Patients with TON can present with a variable degree of vision loss (decreased visual acuity, visual field abnormalities, or loss of color vision). Most cases (up to 60%) present with severe vision loss of light perception (LP) or worse. In the acute phase, the optic nerve usually appears normal on funduscopic examination, but optic nerve atrophy is often seen 3-6 weeks after the injury.

Frequency

The incidence of TON in the setting of a closed traumatic head injury in various studies ranges from 0.5-5%. The vast majority of TON cases are seen in males (up to 85%), with a mean age of 34 years. Motor vehicle and bicycle accidents account for the majority of causes, followed by falls and assaults. TON has also been associated with penetrating orbital trauma (eg, stab wounds, pellet and gunshot wounds, foreign bodies) and recreational sports (eg, paint ball injury).   

Pathophysiology

The pathophysiology of TON is thought to be multifactorial, and some researchers have also postulated a primary and secondary mechanism of injury. In indirect TON cases, the injury to the axons is thought to be induced by shearing forces that are transmitted to the fibers or to the vascular supply of the nerve. Studies have shown that forces applied to the frontal bone and malar eminences are transferred and concentrated in the area near the optic canal. The tight adherence of the optic nerve’s dural sheath to the periosteum within the optic canal is also thought to contribute to this segment of the nerve being extremely susceptible to the deformative stresses of the skull bones. Such injury leads to ischemic injury to the retinal ganglion cells within the optic canal.

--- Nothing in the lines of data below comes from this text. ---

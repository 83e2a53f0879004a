use std::collections::BTreeMap;
use std::fs::{self, File, OpenOptions};
use std::io::{self, BufRead, BufReader, Write};
use std::path::{Path, PathBuf};

use chrono::{DateTime, SecondsFormat, Utc};
use tracing::{info, warn};

use super::channel::{Channel, Reading};
use super::sample::Sample;
use crate::error::LinkError;

/// Filename stamp, e.g. `20260115T093000Z`. Lexically sortable.
const FILE_STAMP: &str = "%Y%m%dT%H%M%SZ";

pub fn format_timestamp(ts: DateTime<Utc>) -> String {
    ts.to_rfc3339_opts(SecondsFormat::Millis, true)
}

pub fn log_file_name(channel: Channel, created_at: DateTime<Utc>) -> String {
    format!("{}_log_{}.csv", channel.name(), created_at.format(FILE_STAMP))
}

struct ChannelFile {
    path: PathBuf,
    writer: Box<dyn Write + Send>,
}

/// Result of logging one sample.
#[derive(Debug, Clone, Copy, Default, PartialEq, Eq)]
pub struct LogOutcome {
    pub written: usize,
    pub failed: usize,
}

/// Append-only CSV writer, one file per measured channel.
///
/// The channel → file map is fixed at construction; records are routed by
/// channel key, never by file name.
pub struct ChannelLogger {
    files: BTreeMap<Channel, ChannelFile>,
    created_at: DateTime<Utc>,
}

impl ChannelLogger {
    pub fn create(dir: impl AsRef<Path>, created_at: DateTime<Utc>) -> Result<Self, LinkError> {
        let dir = dir.as_ref();
        fs::create_dir_all(dir).map_err(|source| LinkError::LogSetup {
            path: dir.to_path_buf(),
            source,
        })?;

        let mut files = BTreeMap::new();
        for channel in Channel::MEASURED {
            let path = dir.join(log_file_name(channel, created_at));
            let file = open_with_header(&path, channel).map_err(|source| LinkError::LogSetup {
                path: path.clone(),
                source,
            })?;
            files.insert(
                channel,
                ChannelFile {
                    path,
                    writer: Box::new(file),
                },
            );
        }

        info!(dir = %dir.display(), channels = files.len(), "channel logger ready");
        Ok(Self { files, created_at })
    }

    /// Logger over caller-supplied writers. No header is written; channels
    /// without a writer are not logged. `path` is only used for reporting.
    pub fn from_writers<I>(writers: I, created_at: DateTime<Utc>) -> Self
    where
        I: IntoIterator<Item = (Channel, PathBuf, Box<dyn Write + Send>)>,
    {
        let files = writers
            .into_iter()
            .map(|(channel, path, writer)| (channel, ChannelFile { path, writer }))
            .collect();
        Self { files, created_at }
    }

    pub fn created_at(&self) -> DateTime<Utc> {
        self.created_at
    }

    pub fn path(&self, channel: Channel) -> Option<&Path> {
        self.files.get(&channel).map(|f| f.path.as_path())
    }

    pub fn paths(&self) -> impl Iterator<Item = (Channel, &Path)> {
        self.files.iter().map(|(c, f)| (*c, f.path.as_path()))
    }

    /// Append `timestamp,value` to every channel file. A failing file is
    /// reported and skipped; the others are still written.
    pub fn record(&mut self, sample: &Sample) -> LogOutcome {
        let stamp = format_timestamp(sample.received_at);
        let mut outcome = LogOutcome::default();

        for (channel, target) in self.files.iter_mut() {
            let Some(reading) = sample.reading(*channel) else {
                continue;
            };
            let line = format!("{stamp},{reading}\n");
            match target.writer.write_all(line.as_bytes()).and_then(|_| target.writer.flush()) {
                Ok(()) => outcome.written += 1,
                Err(e) => {
                    outcome.failed += 1;
                    warn!(channel = %channel, path = %target.path.display(), error = %e, "log write failed");
                }
            }
        }

        outcome
    }
}

fn open_with_header(path: &Path, channel: Channel) -> io::Result<File> {
    let mut file = OpenOptions::new().create(true).append(true).open(path)?;
    // Reopening within the same second must not stamp a second header.
    if file.metadata()?.len() == 0 {
        writeln!(file, "time,{}", channel.name())?;
        file.flush()?;
    }
    Ok(file)
}

/// One data row of a channel log.
#[derive(Debug, Clone, PartialEq)]
pub struct LogRow {
    pub time: DateTime<Utc>,
    pub value: Reading,
}

/// Parse a channel log back into rows, checking the header names `channel`.
pub fn read_channel_log(path: impl AsRef<Path>, channel: Channel) -> Result<Vec<LogRow>, LinkError> {
    let path = path.as_ref();
    let fail = |reason: String| LinkError::LogRead {
        path: path.to_path_buf(),
        reason,
    };

    let file = File::open(path).map_err(|e| fail(e.to_string()))?;
    let mut lines = BufReader::new(file).lines();

    let header = lines
        .next()
        .ok_or_else(|| fail("empty file".into()))?
        .map_err(|e| fail(e.to_string()))?;
    let expected = format!("time,{}", channel.name());
    if header.trim() != expected {
        return Err(fail(format!("header {header:?}, expected {expected:?}")));
    }

    let mut rows = Vec::new();
    for (n, line) in lines.enumerate() {
        let line = line.map_err(|e| fail(e.to_string()))?;
        if line.trim().is_empty() {
            continue;
        }
        let (time, value) = line
            .split_once(',')
            .ok_or_else(|| fail(format!("row {}: missing separator", n + 1)))?;
        let time = DateTime::parse_from_rfc3339(time)
            .map_err(|e| fail(format!("row {}: {e}", n + 1)))?
            .with_timezone(&Utc);
        let value = value
            .parse::<Reading>()
            .map_err(|e| fail(format!("row {}: {e}", n + 1)))?;
        rows.push(LogRow { time, value });
    }

    Ok(rows)
}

A secondary mechanism can result in optic nerve swelling after the occurrence the acute injury. The optic nerve swelling can exacerbate retinal ganglion cell degeneration by further compromising the vascular blood supply, either through a rise in intraluminal pressure or reactive vasospasm. These secondary mechanisms, in theory, form the rationale for optic canal decompression via medical (ie, steroids) or surgical means (ie, bony decompression). Finally, the intracranial segment of the optic nerve may be damaged by forces delivered to the axons by the shifting of the brain following head trauma. With this mechanism, the nerve fibers may be injured against the falciform dural fold or through a shearing force where the nerve becomes fixed as it enters the intracranial opening of the optic foramen.